Otro cuestión importantísima a destacar es la sostenida presencia femenina en escena. La mujer fue protagonista en la mayoría de las obras, desde los mejores unipersonales que se vieron (“El rastro”, de Capital Federal, con Analía Couceyro, e “Irma (cierro los ojos y veo)”, exquisita interpretación de Mariela Roa, llegada desde Villa La Angostura y máxima revelación de la Fiesta) hasta trabajos colectivos. Y en ese sentido, su nivel interpretativo fue más parejo y sostenido que el de los actores, más allá de altibajos motivados por la estética elegida para cada puesta.

Párrafo aparte para la organización: la puntualidad para la apertura de las salas y el comienzo de las funciones demostró que se puede educar rápidamente a un público que suele llegar tarde en esta región del país. De esta forma, se pudo aprovechar al máximo cada noche, con una sucesión de tres y hasta cuatro funciones consecutivas que no se superponían (salvo muy pocas excepciones). De este modo, llegando a tiempo y respetando al que viene después, todo transcurrió con precisión de relojero suizo.

Críticas de las puestas

TEATRO DANZA DE LA RIOJA DE DIFÍCIL COMPRENSIÓN

“La extraña ironía de los hechos”, representante de La Rioja en la 30° Fiesta Nacional del Teatro, es un espectáculo de teatro-danza de conceptos tan oscuros como su puesta, en la que un hombre y una mujer -Federico Tello y Adriana Nazareno- intercambian una suerte de interrogatorio policial para luego desbaratar la acción en una seguidilla de difícil comprensión.

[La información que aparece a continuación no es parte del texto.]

//! # Domain Types
//!
//! Validated inputs of the ingestion pipeline.
//!
//! | Type | Description |
//! |------|-------------|
//! | [`Symbol`] | Trimmed, uppercase ticker |
//! | [`Interval`] | Intraday bucket requested from the provider |
//!
//! The normalized quote itself is [`QuoteRecord`](crate::QuoteRecord), owned by
//! the warehouse crate because it is the persisted row shape.

mod interval;
mod symbol;

pub use interval::Interval;
pub use symbol::Symbol;
use serde::Serialize;
use thiserror::Error;

use quoteflow_warehouse::WarehouseError;

/// Validation errors for domain inputs.
#[derive(Debug, Error, Clone, PartialEq, Eq)]
pub enum ValidationError {
    #[error("symbol cannot be empty")]
    EmptySymbol,
    #[error("symbol length {len} exceeds max {max}")]
    SymbolTooLong { len: usize, max: usize },
    #[error("symbol contains invalid character '{ch}' at index {index}")]
    SymbolInvalidChar { ch: char, index: usize },

    #[error("invalid interval '{value}', expected one of 1min, 5min, 15min, 30min, 60min")]
    InvalidInterval { value: String },
}

/// Failure category of a quote fetch.
#[derive(Debug, Clone, Copy, PartialEq, Eq, Hash, Serialize)]
#[serde(rename_all = "snake_case")]
pub enum FetchErrorKind {
    InvalidSymbol,
    FetchFailure,
    SchemaMismatch,
    FieldCoercion,
    TimestampParse,
}

/// Why a quote could not be produced for a symbol.
///
/// A fetch either yields a complete record or one of these; nothing in between.
#[derive(Debug, Error, Clone, PartialEq, Eq)]
pub enum FetchError {
    #[error("symbol '{input}' is invalid: {source}")]
    InvalidSymbol {
        input: String,
        #[source]
        source: ValidationError,
    },

    #[error("quote request for {symbol} failed: {message}")]
    Transport { symbol: String, message: String },

    #[error("quote provider returned status {status} for {symbol}")]
    Status { symbol: String, status: u16 },

    #[error("unexpected quote response for {symbol}: {detail}")]
    SchemaMismatch { symbol: String, detail: String },

    #[error("field '{field}' of {symbol} at {timestamp} is not usable: {detail}")]
    FieldCoercion {
        symbol: String,
        timestamp: String,
        field: &'static str,
        detail: String,
    },

    #[error("timestamp '{value}' for {symbol} does not match the provider format")]
    TimestampParse { symbol: String, value: String },
}

impl FetchError {
    pub const fn kind(&self) -> FetchErrorKind {
        match self {
            Self::InvalidSymbol { .. } => FetchErrorKind::InvalidSymbol,
            Self::Transport { .. } | Self::Status { .. } => FetchErrorKind::FetchFailure,
            Self::SchemaMismatch { .. } => FetchErrorKind::SchemaMismatch,
            Self::FieldCoercion { .. } => FetchErrorKind::FieldCoercion,
            Self::TimestampParse { .. } => FetchErrorKind::TimestampParse,
        }
    }

    pub const fn code(&self) -> &'static str {
        match self.kind() {
            FetchErrorKind::InvalidSymbol => "fetch.invalid_symbol",
            FetchErrorKind::FetchFailure => "fetch.failure",
            FetchErrorKind::SchemaMismatch => "fetch.schema_mismatch",
            FetchErrorKind::FieldCoercion => "fetch.field_coercion",
            FetchErrorKind::TimestampParse => "fetch.timestamp_parse",
        }
    }

    /// Only transport-level failures are worth another attempt on a later run.
    pub const fn retryable(&self) -> bool {
        matches!(self.kind(), FetchErrorKind::FetchFailure)
    }

    pub fn symbol(&self) -> &str {
        match self {
            Self::InvalidSymbol { input, .. } => input,
            Self::Transport { symbol, .. }
            | Self::Status { symbol, .. }
            | Self::SchemaMismatch { symbol, .. }
            | Self::FieldCoercion { symbol, .. }
            | Self::TimestampParse { symbol, .. } => symbol,
        }
    }
}

/// Why a fetched quote could not be stored.
#[derive(Debug, Error)]
pub enum PersistenceError {
    #[error("failed to persist {symbol}: {source}")]
    Store {
        symbol: String,
        #[source]
        source: WarehouseError,
    },

    #[error("store call for {symbol} timed out after {timeout_ms}ms")]
    Timeout { symbol: String, timeout_ms: u64 },

    #[error("store task for {symbol} aborted: {message}")]
    Aborted { symbol: String, message: String },
}

impl PersistenceError {
    pub const fn code(&self) -> &'static str {
        match self {
            Self::Store { .. } => "persist.store",
            Self::Timeout { .. } => "persist.timeout",
            Self::Aborted { .. } => "persist.aborted",
        }
    }

    pub fn symbol(&self) -> &str {
        match self {
            Self::Store { symbol, .. }
            | Self::Timeout { symbol, .. }
            | Self::Aborted { symbol, .. } => symbol,
        }
    }
}

#[cfg(test)]
mod tests {
    use super::*;

    #[test]
    fn only_transport_failures_are_retryable() {
        let transport = FetchError::Status {
            symbol: String::from("MSFT"),
            status: 500,
        };
        let schema = FetchError::SchemaMismatch {
            symbol: String::from("MSFT"),
            detail: String::from("missing 'Time Series (5min)'"),
        };

        assert_eq!(transport.kind(), FetchErrorKind::FetchFailure);
        assert!(transport.retryable());
        assert_eq!(schema.code(), "fetch.schema_mismatch");
        assert!(!schema.retryable());
    }

    #[test]
    fn persistence_error_names_the_symbol() {
        let error = PersistenceError::Timeout {
            symbol: String::from("AAPL"),
            timeout_ms: 250,
        };
        assert_eq!(error.symbol(), "AAPL");
        assert!(error.to_string().contains("AAPL"));
    }
}
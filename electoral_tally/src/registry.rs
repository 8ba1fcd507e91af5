/*!
In-memory persistence for the entities of the engine.

The [`Registry`] plays the role of the application service: it owns one
[`Catalog`] per entity kind, resolves identifiers to entities, and forwards
the operations to them. Elections hold copies of the candidates, stations and
finalized records enrolled in them; the registry keeps those copies in sync
when the originals are updated.

```
use chrono::NaiveDate;
use electoral_tally::registry::Registry;
use electoral_tally::{ElectionType, TallyError};

let mut reg = Registry::new();
let pn = reg.create_party("Partido Nacional", "pn", "Juan Perez", None)?;
let ana = reg.create_candidate("Ana", "Silva", "1234", pn, None)?;
let station = reg.create_station("001", "School 4", "Main St 12", 200)?;
let date = NaiveDate::from_ymd_opt(2024, 5, 12).unwrap();
let election = reg.create_election("Mayor", date, ElectionType::Municipal, "")?;
reg.enroll_candidate(election, ana)?;
reg.enroll_station(election, station)?;

let record = reg.create_record("Record 1", station, "School 4", "A-001")?;
reg.register_votes(record, ana, 120, 7)?;
reg.set_blank_and_null_votes(record, 4, 1)?;
reg.finalize_record(record, "SEAL-001")?;
reg.submit_record(election, record)?;

let report = reg.report(election)?;
assert_eq!(report.total_votes, 120);
assert_eq!(report.winner, Some(ana));
# Ok::<(), TallyError>(())
```
*/

use std::fmt::Display;

use chrono::NaiveDate;
use log::{debug, info};
use serde::{Deserialize, Serialize};
use snafu::prelude::*;

use crate::types::*;
use crate::{
    CandidateUpdate, Candidate, Election, ElectionSnapshot, ElectionUpdate, ElectoralRecord,
    MemberUpdate, PartyUpdate, PoliticalParty, PollingStation, PollingStationMember,
    StationUpdate,
};

/// Anything stored in a [`Catalog`].
pub trait Entity {
    type Id: Copy + Eq + Display;
    const KIND: EntityKind;

    fn entity_id(&self) -> Self::Id;
}

/// Entities that are deactivated instead of deleted.
pub trait SoftDelete: Entity {
    fn is_active(&self) -> bool;
    fn soft_delete(&mut self);
}

macro_rules! entity {
    ($t:ty, $id:ty, $kind:expr) => {
        impl Entity for $t {
            type Id = $id;
            const KIND: EntityKind = $kind;

            fn entity_id(&self) -> $id {
                self.id()
            }
        }
    };
    ($t:ty, $id:ty, $kind:expr, soft_delete) => {
        entity!($t, $id, $kind);

        impl SoftDelete for $t {
            fn is_active(&self) -> bool {
                self.lifecycle().is_active()
            }

            fn soft_delete(&mut self) {
                self.deactivate()
            }
        }
    };
}

entity!(PoliticalParty, PartyId, EntityKind::Party, soft_delete);
entity!(Candidate, CandidateId, EntityKind::Candidate, soft_delete);
entity!(PollingStation, StationId, EntityKind::PollingStation, soft_delete);
entity!(PollingStationMember, MemberId, EntityKind::Member, soft_delete);
entity!(Election, ElectionId, EntityKind::Election, soft_delete);
entity!(ElectoralRecord, RecordId, EntityKind::Record);

/// An ordered collection of entities with unique ids.
#[derive(PartialEq, Debug, Clone)]
pub struct Catalog<T> {
    items: Vec<T>,
}

impl<T> Default for Catalog<T> {
    fn default() -> Self {
        Catalog { items: Vec::new() }
    }
}

impl<T: Entity> Catalog<T> {
    pub fn new() -> Self {
        Self::default()
    }

    pub fn append(&mut self, item: T) -> TallyResult<T::Id> {
        let id = item.entity_id();
        ensure!(
            !self.contains(id),
            DuplicateSnafu {
                kind: T::KIND,
                id: id.to_string()
            }
        );
        self.items.push(item);
        Ok(id)
    }

    pub fn contains(&self, id: T::Id) -> bool {
        self.items.iter().any(|it| it.entity_id() == id)
    }

    pub fn get(&self, id: T::Id) -> TallyResult<&T> {
        self.items
            .iter()
            .find(|it| it.entity_id() == id)
            .context(NotFoundSnafu {
                kind: T::KIND,
                id: id.to_string(),
            })
    }

    pub fn get_mut(&mut self, id: T::Id) -> TallyResult<&mut T> {
        self.items
            .iter_mut()
            .find(|it| it.entity_id() == id)
            .context(NotFoundSnafu {
                kind: T::KIND,
                id: id.to_string(),
            })
    }

    /// Every entity, including the deactivated ones, in insertion order.
    pub fn all(&self) -> &[T] {
        &self.items
    }

    pub fn len(&self) -> usize {
        self.items.len()
    }

    pub fn is_empty(&self) -> bool {
        self.items.is_empty()
    }

    pub(crate) fn iter_mut(&mut self) -> impl Iterator<Item = &mut T> {
        self.items.iter_mut()
    }
}

impl<T: SoftDelete> Catalog<T> {
    pub fn list_active(&self) -> Vec<&T> {
        self.items.iter().filter(|it| it.is_active()).collect()
    }

    pub fn deactivate(&mut self, id: T::Id) -> TallyResult<()> {
        self.get_mut(id)?.soft_delete();
        debug!("deactivate: {} {}", T::KIND, id);
        Ok(())
    }
}

/// The flat, serializable form of a [`Registry`].
#[derive(PartialEq, Debug, Clone, Default, Serialize, Deserialize)]
#[serde(rename_all = "camelCase")]
pub struct RegistrySnapshot {
    pub parties: Vec<PoliticalParty>,
    pub candidates: Vec<Candidate>,
    pub stations: Vec<PollingStation>,
    pub members: Vec<PollingStationMember>,
    pub records: Vec<ElectoralRecord>,
    pub elections: Vec<ElectionSnapshot>,
}

#[derive(PartialEq, Debug, Clone, Default)]
pub struct Registry {
    parties: Catalog<PoliticalParty>,
    candidates: Catalog<Candidate>,
    stations: Catalog<PollingStation>,
    members: Catalog<PollingStationMember>,
    records: Catalog<ElectoralRecord>,
    elections: Catalog<Election>,
}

¿Es una pieza sobre la incomunicación humana? ¿Un alegato contra el aborto? ¿Una demostración sobre la nada de la vida? La mujer se envuelve en una tela sobre una cama turca, el hombre fuma sentado en un inodoro; a veces comparten una mesa con bebidas, la mujer enciende un televisor sin imagen, el hombre se mira en un espejo, la mujer es acosada contra un recuadro de luz.

Con una monótona banda sonora y una iluminación donde la penumbra es ley, los protagonistas, formalmente vestidos, describen actos cotidianos individuales o entre sí, se trenzan en repetidas luchas cuerpo a cuerpo, el entendimiento se va desgajando y cunde una sensación de perplejidad.

LA PAMPA OFRECIÓ A UN AUTOR QUE PONTIFICA SOBRE EL PÚBLICO

Como suele pasar en las celebraciones anuales de la Fiesta, algunas provincias envían materiales difíciles de dilucidar, como “Jardinería humana”, de La Pampa, escrita por Rodrigo García y dirigida por Amelia Edith Gazzaniga.

En un escenario atípico, muy angosto, bifronte y atiborrado de desechos de la sociedad de consumo, tres actores y otro que suele aparecer en los bordes filosofan sobre la vida actual, el trato entre las personas y los animales y todo aquel tema que parezca trascendente.

Los dos problemas que mostró la puesta son el texto -García es un argentino residente en Europa que desde su púlpito pontifica frente a un supuesto público de bobos- y los empeñosos intérpretes, a los que cuesta entender cuando hablan.